Saying Goodbye to The Palm Court

Nina Rimington and George Buck met once again in Atlanta, Georgia in 1984 when the effervescent mother of three was looking for a job with George’s ever-growing business. The story of Palm Court Jazz Cafe is the story of Nina and George Buck who married in 1986. He owned over nine record labels with a portfolio of approximately 15 AM radio stations specializing in traditional New Orleans jazz, gospel, and big band genres.

He was a true American entrepreneur who devoted much of his life to recording jazz by producing albums and acquiring the rights to those produced by companies established by others. He acquired the inventories of record labels and transcriptions disks made by radio broadcasting companies decades earlier. He was a major record collector. Until his death at age 84 in 2013, he ran his businesses and philanthropic enterprises. He began his radio career as a partner in radio station WJNO in West Palm Beach, FL.

Red Wood Coast

Nina, originally from England, brought her own passion for the traditional New Orleans jazz scene having been married to one of the UK’s most prominent clarinetists, Sammy Rimington, father to her three children. They were married in December 1965 and, after living on the East Coast, moved to New Orleans for a few years before moving back to the United Kingdom. Nina is an excellent cook and her many years of traveling with Sammy is chronicled in his book A Life in Pictures that was published in 2013.

In addition to raising her three children, Nina was a formidable creative force in their partnership and arranged their many band tours in both the United States and Europe. Band members from both continents were invited to attend various festivals and weekend gigs. Both she and Sammy knew hundreds of musicians and recording executives including Mr. Buck. They were together for approximately 18 years before going their separate, but still to be musically-entwined, ways. Nina then contacted Mr. Buck in Atlanta in 1984, where they later married and then moved to New Orleans in 1987. Two dynamic individuals now joining forces converging on the Big Easy for good!!

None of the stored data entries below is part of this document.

//! Transaction-level verification
//!
//! Runs every contract whose records or commands appear in a transaction and
//! aggregates their verdicts. A transaction is accepted only when every
//! involved contract accepts it.
//!
//! # Example
//!
//! ```
//! use ledger_core::{
//!     crypto::KeyPair,
//!     types::{CashCommand, CashRecord, CommandData, Party, TransactionBuilder},
//!     LedgerVerifier,
//! };
//!
//! let bank = Party::new("Bank", KeyPair::generate().public_key());
//! let alice = Party::new("Alice", KeyPair::generate().public_key());
//!
//! let tx = TransactionBuilder::new()
//!     .add_output_state(CashRecord::new(9, bank.clone(), alice))
//!     .add_command(CommandData::Cash(CashCommand::Create), [bank.owning_key])
//!     .build();
//!
//! assert!(LedgerVerifier::new().verify(&tx).is_accepted());
//! ```

use crate::{
    contracts::{CashContract, Contract, ContractId, ObligationContract, Rejection, ViolationKind},
    metrics::VerifierMetrics,
    types::Transaction,
};
use serde::{Deserialize, Serialize};
use std::fmt;

/// Outcome of verifying one transaction
#[derive(Debug, Clone, PartialEq, Eq, Serialize, Deserialize)]
#[serde(tag = "verdict", rename_all = "snake_case")]
pub enum Verdict {
    /// Every involved contract accepted
    Accepted,
    /// First rejection encountered
    Rejected(RejectionReport),
}

impl Verdict {
    /// Whether the transaction may be recorded
    pub fn is_accepted(&self) -> bool {
        matches!(self, Verdict::Accepted)
    }

    /// Convert into a `Result` for `?` propagation
    pub fn into_result(self) -> Result<(), RejectionReport> {
        match self {
            Verdict::Accepted => Ok(()),
            Verdict::Rejected(report) => Err(report),
        }
    }
}

/// Labeled rejection handed back to the platform
#[derive(Debug, Clone, PartialEq, Eq, Serialize, Deserialize)]
pub struct RejectionReport {
    /// Contract that rejected; absent for transaction-wide failures
    pub contract: Option<ContractId>,

    /// Category
    pub kind: ViolationKind,

    /// Stable clause identifier
    pub reason: String,
}

impl RejectionReport {
    fn new(contract: Option<ContractId>, rejection: &Rejection) -> Self {
        Self {
            contract,
            kind: rejection.kind(),
            reason: rejection.to_string(),
        }
    }
}

impl fmt::Display for RejectionReport {
    fn fmt(&self, f: &mut fmt::Formatter<'_>) -> fmt::Result {
        match self.contract {
            Some(contract) => write!(f, "{} contract: {}", contract, self.reason),
            None => write!(f, "{}", self.reason),
        }
    }
}

impl std::error::Error for RejectionReport {}

/// Runs the contracts installed on this ledger
pub struct LedgerVerifier {
    contracts: Vec<Box<dyn Contract>>,
    metrics: Option<VerifierMetrics>,
}

impl LedgerVerifier {
    /// Verifier with the cash and obligation contracts
    pub fn new() -> Self {
        Self {
            contracts: vec![Box::new(CashContract), Box::new(ObligationContract)],
            metrics: None,
        }
    }

    /// Record verdicts in `metrics`
    pub fn with_metrics(mut self, metrics: VerifierMetrics) -> Self {
        self.metrics = Some(metrics);
        self
    }

    /// Attached metrics, if any
    pub fn metrics(&self) -> Option<&VerifierMetrics> {
        self.metrics.as_ref()
    }

    /// Verify a transaction
    pub fn verify(&self, tx: &Transaction) -> Verdict {
        let verdict = self.run(tx);

        match &verdict {
            Verdict::Accepted => tracing::debug!(
                inputs = tx.inputs.len(),
                outputs = tx.outputs.len(),
                commands = tx.commands.len(),
                "transaction accepted"
            ),
            Verdict::Rejected(report) => tracing::info!(
                contract = ?report.contract,
                kind = ?report.kind,
                reason = %report.reason,
                "transaction rejected"
            ),
        }

        verdict
    }

    fn run(&self, tx: &Transaction) -> Verdict {
        if let Some(name) = tx.unsupported_command() {
            let rejection = Rejection::UnsupportedCommand(name.to_string());
            self.observe(None, Some(&rejection));
            return Verdict::Rejected(RejectionReport::new(None, &rejection));
        }

        let involved: Vec<&dyn Contract> = self
            .contracts
            .iter()
            .map(|c| c.as_ref())
            .filter(|c| c.is_involved(tx))
            .collect();

        if involved.is_empty() {
            let rejection = Rejection::EmptyTransaction;
            self.observe(None, Some(&rejection));
            return Verdict::Rejected(RejectionReport::new(None, &rejection));
        }

        for contract in involved {
            match contract.verify(tx) {
                Ok(()) => self.observe(Some(contract.id()), None),
                Err(rejection) => {
                    self.observe(Some(contract.id()), Some(&rejection));
                    return Verdict::Rejected(RejectionReport::new(Some(contract.id()), &rejection));
                }
            }
        }

        Verdict::Accepted
    }

    fn observe(&self, contract: Option<ContractId>, rejection: Option<&Rejection>) {
        if let Some(metrics) = &self.metrics {
            metrics.observe(contract, rejection.map(Rejection::kind));
        }
    }
}

impl Default for LedgerVerifier {
    fn default() -> Self {
        Self::new()
    }
}

impl fmt::Debug for LedgerVerifier {
    fn fmt(&self, f: &mut fmt::Formatter<'_>) -> fmt::Result {
        let ids: Vec<ContractId> = self.contracts.iter().map(|c| c.id()).collect();
        f.debug_struct("LedgerVerifier")
            .field("contracts", &ids)
            .field("metrics", &self.metrics.is_some())
            .finish()
    }
}

#[cfg(test)]
mod tests {
    use super::*;
    use crate::{
        crypto::KeyPair,
        types::{
            CashCommand, CashRecord, CommandData, ObligationCommand, ObligationRecord, Party,
            TransactionBuilder,
        },
    };

    fn party(name: &str, seed: u8) -> Party {
        Party::new(name, KeyPair::from_seed(&[seed; 32]).public_key())
    }

    #[test]
    fn test_create_cash_scenario() {
        let bank = party("Bank", 1);
        let alice = party("Alice", 2);
        let verifier = LedgerVerifier::new();

        let ok = TransactionBuilder::new()
            .add_output_state(CashRecord::new(9, bank.clone(), alice.clone()))
            .add_command(CommandData::Cash(CashCommand::Create), [bank.owning_key])
            .build();
        assert_eq!(verifier.verify(&ok), Verdict::Accepted);

        let negative = TransactionBuilder::new()
            .add_output_state(CashRecord::new(-1, bank.clone(), alice))
            .add_command(CommandData::Cash(CashCommand::Create), [bank.owning_key])
            .build();
        let report = verifier.verify(&negative).into_result().unwrap_err();
        assert_eq!(report.contract, Some(ContractId::Cash));
        assert_eq!(report.kind, ViolationKind::ValueViolation);
        assert_eq!(report.reason, "Cash value must be positive");
    }

    #[test]
    fn test_move_cash_scenario() {
        let bank = party("Bank", 1);
        let alice = party("Alice", 2);
        let bob = party("Bob", 3);

        let tx = TransactionBuilder::new()
            .add_input_state(CashRecord::new(9, bank.clone(), alice.clone()))
            .add_output_state(CashRecord::new(10, bank, bob))
            .add_command(CommandData::Cash(CashCommand::Move), [alice.owning_key])
            .build();

        let report = LedgerVerifier::new().verify(&tx).into_result().unwrap_err();
        assert_eq!(report.reason, "in/out value must match");
    }

    #[test]
    fn test_obligation_create_scenario() {
        let alice = party("Alice", 2);
        let bob = party("Bob", 3);
        let verifier = LedgerVerifier::new();

        let same = TransactionBuilder::new()
            .add_output_state(ObligationRecord::new(5, alice.clone(), alice.clone()))
            .add_command(
                CommandData::Obligation(ObligationCommand::Create),
                [alice.owning_key, bob.owning_key],
            )
            .build();
        let report = verifier.verify(&same).into_result().unwrap_err();
        assert_eq!(report.contract, Some(ContractId::Obligation));
        assert_eq!(report.kind, ViolationKind::InvariantViolation);
        assert!(report
            .reason
            .contains("lender and the borrower cannot be the same entity"));
    }

    #[test]
    fn test_settlement_scenario_needs_both_contracts() {
        let bank = party("Bank", 1);
        let lender = party("Lender", 2);
        let borrower = party("Borrower", 3);

        let tx = TransactionBuilder::new()
            .add_input_state(ObligationRecord::new(9, lender.clone(), borrower.clone()))
            .add_input_state(CashRecord::new(9, bank.clone(), borrower.clone()))
            .add_output_state(CashRecord::new(9, bank.clone(), lender.clone()))
            .add_command(
                CommandData::Obligation(ObligationCommand::Destroy),
                [lender.owning_key],
            )
            .add_command(
                CommandData::Cash(CashCommand::Move),
                [borrower.owning_key, bank.owning_key],
            )
            .build();
        assert_eq!(LedgerVerifier::new().verify(&tx), Verdict::Accepted);

        // The obligation leg alone is fine, but the cash leg is not signed by its owner.
        let mut unsigned_cash = tx.clone();
        unsigned_cash.commands[1].signers = vec![bank.owning_key];
        let report = LedgerVerifier::new()
            .verify(&unsigned_cash)
            .into_result()
            .unwrap_err();
        assert_eq!(report.contract, Some(ContractId::Cash));
        assert_eq!(report.reason, "Previous cash owner must sign.");
    }

    #[test]
    fn test_unsupported_and_empty_transactions() {
        let verifier = LedgerVerifier::new();

        let empty = Transaction::default();
        let report = verifier.verify(&empty).into_result().unwrap_err();
        assert_eq!(report.contract, None);
        assert_eq!(report.kind, ViolationKind::StructuralViolation);

        let unknown = TransactionBuilder::new()
            .add_command(CommandData::Other("Exit".into()), [])
            .build();
        let report = verifier.verify(&unknown).into_result().unwrap_err();
        assert_eq!(report.kind, ViolationKind::UnsupportedCommand);
    }

    #[test]
    fn test_verdict_json_shape() {
        let report = RejectionReport::new(Some(ContractId::Cash), &Rejection::ValueMismatch);
        let json = serde_json::to_value(Verdict::Rejected(report)).unwrap();

        assert_eq!(json["verdict"], "rejected");
        assert_eq!(json["contract"], "cash");
        assert_eq!(json["kind"], "value_violation");
        assert_eq!(json["reason"], "in/out value must match");

        let json = serde_json::to_value(Verdict::Accepted).unwrap();
        assert_eq!(json["verdict"], "accepted");
    }

    #[test]
    fn test_metrics_count_verdicts() {
        let bank = party("Bank", 1);
        let verifier = LedgerVerifier::new().with_metrics(VerifierMetrics::new().unwrap());

        let ok = TransactionBuilder::new()
            .add_output_state(CashRecord::new(9, bank.clone(), party("Alice", 2)))
            .add_command(CommandData::Cash(CashCommand::Create), [bank.owning_key])
            .build();
        verifier.verify(&ok);
        verifier.verify(&Transaction::default());

        let metrics = verifier.metrics().unwrap();
        assert_eq!(metrics.count("cash", "accepted"), 1);
        assert_eq!(metrics.count("none", "rejected"), 1);
        assert_eq!(metrics.rejections("structural_violation"), 1);
    }
}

Mr. Buck was legally blind but had an incredible memory. He was often on the 2nd floor of the Palm Court Building that housed the recording studio and his extensive library of records, books, CDs, and cassettes that were the result of his business holdings. One would walk up the stairs from the French Market side of the building after “buzzing in” and ask for some of the latest offerings or inquire about existing items for purchase. Then Mr. Buck would give directions to his assistant who would retrieve the requested item: “the third bookcase along the south wall, second shelf on the left”—he knew where every thing was located in that large room filled with thousands of precious components!

Hot Jazz Jubile

A brief history of Mr. Buck’s life was profiled in various local publications:

Born December 22, 1928, in Elizabeth, New Jersey, he rose to prominence as the leading figure in the preservation and advancement of authentic traditional jazz. He started out selling newspapers during World War II and converting the profits into war bonds. He took this money and recorded his first session with his favorite musicians, Wild Bill Davison and Tony Parenti on Jazzology Records. Soon after, he began recording New Orleans style jazz on GHB Records. He began yearly pilgrimages to New Orleans in 1961, cementing his relationship with the city by immersing himself in the culture and recording the artists who lived in the city.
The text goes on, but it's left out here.